▶ [Exercise instructions]:
What is needed is every line of the data that includes the word "Deserialize". Please copy each one.

▶ [Dataset content]:
◇ ◇ ◇ ◇
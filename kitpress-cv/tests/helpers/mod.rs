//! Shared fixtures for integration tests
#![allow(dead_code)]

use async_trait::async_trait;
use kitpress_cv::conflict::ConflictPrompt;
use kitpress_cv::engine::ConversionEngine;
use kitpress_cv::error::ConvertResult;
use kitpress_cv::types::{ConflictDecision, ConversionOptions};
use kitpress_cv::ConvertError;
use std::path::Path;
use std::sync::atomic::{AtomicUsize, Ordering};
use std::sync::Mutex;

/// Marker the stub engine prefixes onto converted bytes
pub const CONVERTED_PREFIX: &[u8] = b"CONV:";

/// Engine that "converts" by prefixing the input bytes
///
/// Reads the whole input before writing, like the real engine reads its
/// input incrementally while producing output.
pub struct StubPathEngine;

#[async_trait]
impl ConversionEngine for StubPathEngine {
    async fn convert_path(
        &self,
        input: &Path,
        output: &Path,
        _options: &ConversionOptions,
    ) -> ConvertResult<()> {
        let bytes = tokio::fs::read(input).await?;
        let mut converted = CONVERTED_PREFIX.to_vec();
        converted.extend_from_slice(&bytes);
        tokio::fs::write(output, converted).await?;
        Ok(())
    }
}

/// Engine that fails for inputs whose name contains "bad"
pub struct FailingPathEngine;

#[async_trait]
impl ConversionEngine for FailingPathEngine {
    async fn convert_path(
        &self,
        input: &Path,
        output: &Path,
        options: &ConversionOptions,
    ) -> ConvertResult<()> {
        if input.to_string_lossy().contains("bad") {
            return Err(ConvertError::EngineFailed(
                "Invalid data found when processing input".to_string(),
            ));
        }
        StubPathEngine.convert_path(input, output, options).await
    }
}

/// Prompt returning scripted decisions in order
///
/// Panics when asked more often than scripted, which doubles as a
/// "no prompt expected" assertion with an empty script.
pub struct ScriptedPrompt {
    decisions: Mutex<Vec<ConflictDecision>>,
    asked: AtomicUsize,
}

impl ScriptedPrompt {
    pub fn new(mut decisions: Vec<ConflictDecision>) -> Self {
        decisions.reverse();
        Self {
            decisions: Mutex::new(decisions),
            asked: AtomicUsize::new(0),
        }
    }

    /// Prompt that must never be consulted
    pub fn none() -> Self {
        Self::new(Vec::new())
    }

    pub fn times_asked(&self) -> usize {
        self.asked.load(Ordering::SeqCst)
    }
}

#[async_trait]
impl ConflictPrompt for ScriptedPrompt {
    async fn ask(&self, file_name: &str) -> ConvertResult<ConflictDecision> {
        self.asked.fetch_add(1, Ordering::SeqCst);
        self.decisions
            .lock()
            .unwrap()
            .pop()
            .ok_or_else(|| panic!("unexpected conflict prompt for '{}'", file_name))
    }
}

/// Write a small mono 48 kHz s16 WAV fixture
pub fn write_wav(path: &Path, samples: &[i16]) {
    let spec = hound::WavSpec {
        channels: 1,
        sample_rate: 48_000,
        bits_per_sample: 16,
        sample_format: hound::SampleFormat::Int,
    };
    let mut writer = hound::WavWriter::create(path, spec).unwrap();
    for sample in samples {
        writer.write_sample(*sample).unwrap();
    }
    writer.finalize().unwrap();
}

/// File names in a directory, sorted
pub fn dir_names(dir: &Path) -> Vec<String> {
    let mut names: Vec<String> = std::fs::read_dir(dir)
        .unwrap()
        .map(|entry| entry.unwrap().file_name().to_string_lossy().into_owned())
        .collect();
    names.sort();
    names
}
◇ ◇ ◇ ◇
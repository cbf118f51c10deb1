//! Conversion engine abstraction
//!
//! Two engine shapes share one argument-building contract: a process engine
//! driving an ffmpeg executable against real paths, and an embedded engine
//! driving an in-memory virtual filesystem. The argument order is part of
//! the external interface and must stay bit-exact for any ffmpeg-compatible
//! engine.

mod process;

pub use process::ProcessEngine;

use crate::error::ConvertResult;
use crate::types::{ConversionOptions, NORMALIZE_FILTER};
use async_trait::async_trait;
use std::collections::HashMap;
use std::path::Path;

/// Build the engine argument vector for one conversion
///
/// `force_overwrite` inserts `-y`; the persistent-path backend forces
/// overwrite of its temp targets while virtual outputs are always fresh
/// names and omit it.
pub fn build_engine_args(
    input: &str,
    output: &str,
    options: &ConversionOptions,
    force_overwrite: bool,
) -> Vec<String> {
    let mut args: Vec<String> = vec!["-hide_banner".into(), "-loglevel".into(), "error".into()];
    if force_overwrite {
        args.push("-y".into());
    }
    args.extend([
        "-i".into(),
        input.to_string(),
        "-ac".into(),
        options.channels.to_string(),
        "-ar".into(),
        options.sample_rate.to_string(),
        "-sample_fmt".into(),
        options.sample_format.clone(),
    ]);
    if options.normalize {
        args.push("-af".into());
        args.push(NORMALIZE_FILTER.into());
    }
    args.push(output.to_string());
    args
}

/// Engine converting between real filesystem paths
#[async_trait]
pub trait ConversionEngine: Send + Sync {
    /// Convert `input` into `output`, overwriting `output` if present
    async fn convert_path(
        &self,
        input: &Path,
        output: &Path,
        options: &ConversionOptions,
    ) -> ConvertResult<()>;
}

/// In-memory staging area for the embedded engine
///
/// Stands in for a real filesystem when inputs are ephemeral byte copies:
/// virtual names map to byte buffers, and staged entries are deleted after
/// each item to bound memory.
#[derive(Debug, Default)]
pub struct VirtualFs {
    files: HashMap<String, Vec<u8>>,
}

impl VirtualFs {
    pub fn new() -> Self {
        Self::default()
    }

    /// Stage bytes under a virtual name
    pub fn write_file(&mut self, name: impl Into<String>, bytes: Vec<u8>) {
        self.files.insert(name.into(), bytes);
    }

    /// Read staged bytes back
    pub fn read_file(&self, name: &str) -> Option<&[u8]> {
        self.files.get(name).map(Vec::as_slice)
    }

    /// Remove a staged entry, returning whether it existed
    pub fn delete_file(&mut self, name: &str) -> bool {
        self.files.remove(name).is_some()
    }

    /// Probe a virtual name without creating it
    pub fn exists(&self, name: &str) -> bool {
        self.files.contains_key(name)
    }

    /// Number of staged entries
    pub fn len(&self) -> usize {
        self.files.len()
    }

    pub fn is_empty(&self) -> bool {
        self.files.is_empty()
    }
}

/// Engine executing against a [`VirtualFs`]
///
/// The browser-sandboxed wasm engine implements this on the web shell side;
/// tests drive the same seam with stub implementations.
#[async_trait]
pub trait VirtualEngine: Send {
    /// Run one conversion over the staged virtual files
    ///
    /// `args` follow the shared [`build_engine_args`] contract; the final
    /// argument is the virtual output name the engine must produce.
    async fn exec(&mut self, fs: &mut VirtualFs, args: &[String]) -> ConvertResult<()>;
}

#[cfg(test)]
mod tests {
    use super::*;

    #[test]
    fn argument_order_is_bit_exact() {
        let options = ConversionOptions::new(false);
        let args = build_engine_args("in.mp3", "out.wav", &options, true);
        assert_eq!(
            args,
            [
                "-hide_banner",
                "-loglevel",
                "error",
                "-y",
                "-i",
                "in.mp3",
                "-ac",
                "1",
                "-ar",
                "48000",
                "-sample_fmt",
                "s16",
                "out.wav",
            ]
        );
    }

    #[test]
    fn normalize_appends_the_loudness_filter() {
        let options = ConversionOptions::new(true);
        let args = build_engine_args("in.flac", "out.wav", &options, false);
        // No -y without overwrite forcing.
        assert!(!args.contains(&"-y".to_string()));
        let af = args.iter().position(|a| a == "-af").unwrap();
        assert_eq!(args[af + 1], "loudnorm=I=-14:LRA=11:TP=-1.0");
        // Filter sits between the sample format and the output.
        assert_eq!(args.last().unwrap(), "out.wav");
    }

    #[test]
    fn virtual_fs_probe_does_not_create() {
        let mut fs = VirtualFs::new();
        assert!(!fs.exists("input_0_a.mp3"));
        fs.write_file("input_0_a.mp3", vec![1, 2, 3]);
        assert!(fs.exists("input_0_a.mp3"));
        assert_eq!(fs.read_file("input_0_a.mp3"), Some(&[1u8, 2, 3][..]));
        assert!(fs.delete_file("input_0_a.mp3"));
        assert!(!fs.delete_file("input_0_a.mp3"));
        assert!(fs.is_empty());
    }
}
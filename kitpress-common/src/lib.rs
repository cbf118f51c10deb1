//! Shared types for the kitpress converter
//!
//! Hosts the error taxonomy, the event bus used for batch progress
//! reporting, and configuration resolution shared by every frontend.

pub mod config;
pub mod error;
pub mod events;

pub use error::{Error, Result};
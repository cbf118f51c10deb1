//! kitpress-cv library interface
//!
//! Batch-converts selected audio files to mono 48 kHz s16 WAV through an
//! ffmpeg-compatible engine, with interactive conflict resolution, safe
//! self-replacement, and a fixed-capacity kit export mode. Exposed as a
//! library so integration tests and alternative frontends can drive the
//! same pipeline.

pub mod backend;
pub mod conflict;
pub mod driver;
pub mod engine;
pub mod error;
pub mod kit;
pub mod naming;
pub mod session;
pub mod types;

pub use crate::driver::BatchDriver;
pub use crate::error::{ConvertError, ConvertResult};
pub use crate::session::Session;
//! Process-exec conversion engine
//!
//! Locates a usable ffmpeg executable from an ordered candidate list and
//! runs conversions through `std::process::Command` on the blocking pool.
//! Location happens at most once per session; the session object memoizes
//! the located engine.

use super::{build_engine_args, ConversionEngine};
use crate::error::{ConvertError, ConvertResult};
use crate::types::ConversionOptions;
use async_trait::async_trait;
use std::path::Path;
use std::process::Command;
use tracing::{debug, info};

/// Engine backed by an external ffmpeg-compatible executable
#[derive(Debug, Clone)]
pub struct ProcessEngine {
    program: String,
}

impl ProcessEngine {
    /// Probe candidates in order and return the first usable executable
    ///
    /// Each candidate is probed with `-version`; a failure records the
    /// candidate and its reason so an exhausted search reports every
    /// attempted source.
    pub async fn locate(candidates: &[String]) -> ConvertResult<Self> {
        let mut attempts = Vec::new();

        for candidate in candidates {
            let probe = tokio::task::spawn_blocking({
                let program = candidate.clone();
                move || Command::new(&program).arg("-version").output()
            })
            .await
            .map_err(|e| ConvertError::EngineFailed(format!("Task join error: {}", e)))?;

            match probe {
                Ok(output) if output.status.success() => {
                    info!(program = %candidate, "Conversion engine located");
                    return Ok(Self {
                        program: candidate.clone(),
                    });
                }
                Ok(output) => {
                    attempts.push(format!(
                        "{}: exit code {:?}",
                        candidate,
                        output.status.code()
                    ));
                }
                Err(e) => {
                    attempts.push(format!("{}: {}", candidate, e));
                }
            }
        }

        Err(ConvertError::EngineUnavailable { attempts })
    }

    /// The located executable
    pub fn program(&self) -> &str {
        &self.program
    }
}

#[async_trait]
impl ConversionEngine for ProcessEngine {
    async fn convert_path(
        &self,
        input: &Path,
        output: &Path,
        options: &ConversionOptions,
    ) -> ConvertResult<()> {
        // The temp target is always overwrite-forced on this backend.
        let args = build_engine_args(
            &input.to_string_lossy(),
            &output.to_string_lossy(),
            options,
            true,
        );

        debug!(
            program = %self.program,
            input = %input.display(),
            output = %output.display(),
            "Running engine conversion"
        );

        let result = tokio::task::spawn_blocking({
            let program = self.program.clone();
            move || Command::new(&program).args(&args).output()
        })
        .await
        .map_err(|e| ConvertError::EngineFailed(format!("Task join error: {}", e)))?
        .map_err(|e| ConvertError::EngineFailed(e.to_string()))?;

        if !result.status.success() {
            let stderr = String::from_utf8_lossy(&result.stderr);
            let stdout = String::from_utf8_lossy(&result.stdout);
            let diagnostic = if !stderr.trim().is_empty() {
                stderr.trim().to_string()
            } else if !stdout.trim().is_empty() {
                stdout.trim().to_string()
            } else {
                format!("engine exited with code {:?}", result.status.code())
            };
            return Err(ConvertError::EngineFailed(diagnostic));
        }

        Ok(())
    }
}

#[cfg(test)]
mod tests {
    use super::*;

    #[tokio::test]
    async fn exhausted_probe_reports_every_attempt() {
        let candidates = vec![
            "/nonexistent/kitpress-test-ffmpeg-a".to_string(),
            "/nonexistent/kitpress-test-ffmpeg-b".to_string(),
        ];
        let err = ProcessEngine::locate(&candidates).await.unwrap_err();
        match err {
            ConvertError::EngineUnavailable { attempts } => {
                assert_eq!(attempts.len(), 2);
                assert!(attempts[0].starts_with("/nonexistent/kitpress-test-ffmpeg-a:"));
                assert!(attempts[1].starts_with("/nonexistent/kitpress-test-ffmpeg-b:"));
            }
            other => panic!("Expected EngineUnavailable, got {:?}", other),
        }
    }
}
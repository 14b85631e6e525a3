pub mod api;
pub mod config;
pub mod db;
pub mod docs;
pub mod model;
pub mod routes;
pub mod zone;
◇ ◇ ◇ ◇
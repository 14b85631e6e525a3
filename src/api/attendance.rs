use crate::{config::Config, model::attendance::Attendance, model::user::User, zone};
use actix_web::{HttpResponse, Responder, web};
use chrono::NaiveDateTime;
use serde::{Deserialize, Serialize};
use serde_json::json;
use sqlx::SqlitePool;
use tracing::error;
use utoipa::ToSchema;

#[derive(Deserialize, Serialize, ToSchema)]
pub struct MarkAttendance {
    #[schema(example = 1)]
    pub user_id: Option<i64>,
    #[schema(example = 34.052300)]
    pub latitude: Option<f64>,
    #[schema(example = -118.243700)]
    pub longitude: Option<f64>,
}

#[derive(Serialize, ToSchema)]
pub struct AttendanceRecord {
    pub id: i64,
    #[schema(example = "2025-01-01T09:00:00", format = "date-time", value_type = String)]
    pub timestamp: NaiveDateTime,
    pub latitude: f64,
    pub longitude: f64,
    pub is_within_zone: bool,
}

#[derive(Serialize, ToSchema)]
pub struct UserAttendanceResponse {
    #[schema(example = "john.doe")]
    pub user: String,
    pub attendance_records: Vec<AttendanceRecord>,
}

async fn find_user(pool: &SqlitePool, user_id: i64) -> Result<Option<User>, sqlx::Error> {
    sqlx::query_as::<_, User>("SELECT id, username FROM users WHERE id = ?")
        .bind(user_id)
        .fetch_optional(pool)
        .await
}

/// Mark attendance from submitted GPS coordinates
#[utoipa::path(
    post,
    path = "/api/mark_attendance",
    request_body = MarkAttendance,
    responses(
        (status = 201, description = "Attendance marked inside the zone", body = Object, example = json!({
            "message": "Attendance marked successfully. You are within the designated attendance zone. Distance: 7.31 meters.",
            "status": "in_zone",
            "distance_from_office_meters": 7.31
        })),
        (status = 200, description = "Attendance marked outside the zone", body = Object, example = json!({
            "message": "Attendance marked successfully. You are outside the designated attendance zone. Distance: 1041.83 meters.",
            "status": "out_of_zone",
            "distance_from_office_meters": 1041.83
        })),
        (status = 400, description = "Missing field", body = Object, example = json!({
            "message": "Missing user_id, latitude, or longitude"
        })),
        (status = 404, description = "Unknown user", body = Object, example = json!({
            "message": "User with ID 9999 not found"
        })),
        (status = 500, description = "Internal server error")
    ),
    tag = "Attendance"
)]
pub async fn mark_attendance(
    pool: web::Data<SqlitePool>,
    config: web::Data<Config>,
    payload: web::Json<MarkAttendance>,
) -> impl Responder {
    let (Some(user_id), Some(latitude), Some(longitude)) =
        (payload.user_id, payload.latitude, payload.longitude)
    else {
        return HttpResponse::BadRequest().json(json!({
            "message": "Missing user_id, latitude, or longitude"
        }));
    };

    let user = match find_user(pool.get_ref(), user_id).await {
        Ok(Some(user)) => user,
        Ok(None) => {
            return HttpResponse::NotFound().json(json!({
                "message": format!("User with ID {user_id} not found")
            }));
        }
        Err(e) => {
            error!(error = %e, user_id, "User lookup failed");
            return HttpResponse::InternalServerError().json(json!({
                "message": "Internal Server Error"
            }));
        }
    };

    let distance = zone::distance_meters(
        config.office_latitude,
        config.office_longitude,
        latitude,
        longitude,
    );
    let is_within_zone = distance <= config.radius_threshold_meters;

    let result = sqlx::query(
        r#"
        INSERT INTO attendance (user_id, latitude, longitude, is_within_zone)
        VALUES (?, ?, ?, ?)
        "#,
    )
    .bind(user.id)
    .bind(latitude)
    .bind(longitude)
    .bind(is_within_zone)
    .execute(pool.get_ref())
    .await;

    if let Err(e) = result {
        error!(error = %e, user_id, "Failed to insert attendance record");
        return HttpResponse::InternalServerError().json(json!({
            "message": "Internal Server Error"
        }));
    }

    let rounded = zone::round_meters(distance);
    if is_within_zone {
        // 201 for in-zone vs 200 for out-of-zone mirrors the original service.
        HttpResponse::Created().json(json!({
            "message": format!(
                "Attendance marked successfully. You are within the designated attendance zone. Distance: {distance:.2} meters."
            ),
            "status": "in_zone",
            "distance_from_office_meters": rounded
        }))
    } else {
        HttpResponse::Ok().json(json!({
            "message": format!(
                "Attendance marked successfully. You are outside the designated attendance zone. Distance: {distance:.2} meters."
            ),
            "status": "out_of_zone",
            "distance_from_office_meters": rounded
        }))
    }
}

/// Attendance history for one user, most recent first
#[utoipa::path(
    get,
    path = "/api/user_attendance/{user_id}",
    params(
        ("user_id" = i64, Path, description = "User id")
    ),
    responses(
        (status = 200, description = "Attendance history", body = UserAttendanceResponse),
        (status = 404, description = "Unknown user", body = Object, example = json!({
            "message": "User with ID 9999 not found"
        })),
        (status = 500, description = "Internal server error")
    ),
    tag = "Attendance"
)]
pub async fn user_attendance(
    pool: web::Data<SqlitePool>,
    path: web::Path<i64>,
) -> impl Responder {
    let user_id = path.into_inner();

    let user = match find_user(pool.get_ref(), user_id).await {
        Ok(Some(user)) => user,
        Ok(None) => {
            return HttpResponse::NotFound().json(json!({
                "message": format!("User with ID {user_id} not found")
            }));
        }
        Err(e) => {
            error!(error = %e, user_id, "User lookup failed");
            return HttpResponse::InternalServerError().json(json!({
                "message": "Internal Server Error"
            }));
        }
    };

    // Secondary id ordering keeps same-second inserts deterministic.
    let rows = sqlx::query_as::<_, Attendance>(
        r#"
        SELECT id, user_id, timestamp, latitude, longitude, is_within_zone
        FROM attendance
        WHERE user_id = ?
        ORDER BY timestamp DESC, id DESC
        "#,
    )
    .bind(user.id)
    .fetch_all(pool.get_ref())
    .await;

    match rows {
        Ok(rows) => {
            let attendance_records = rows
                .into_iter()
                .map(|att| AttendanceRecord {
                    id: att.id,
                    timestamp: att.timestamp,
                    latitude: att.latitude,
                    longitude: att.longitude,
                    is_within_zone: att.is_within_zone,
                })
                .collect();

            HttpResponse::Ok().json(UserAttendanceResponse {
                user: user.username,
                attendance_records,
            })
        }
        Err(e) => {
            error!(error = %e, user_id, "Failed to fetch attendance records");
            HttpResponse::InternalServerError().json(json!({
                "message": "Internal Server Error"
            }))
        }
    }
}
◇ ◇ ◇ ◇
▶ [Task result]:
use serde::{Deserialize, Serialize};
#[derive(Deserialize, Serialize, ToSchema)]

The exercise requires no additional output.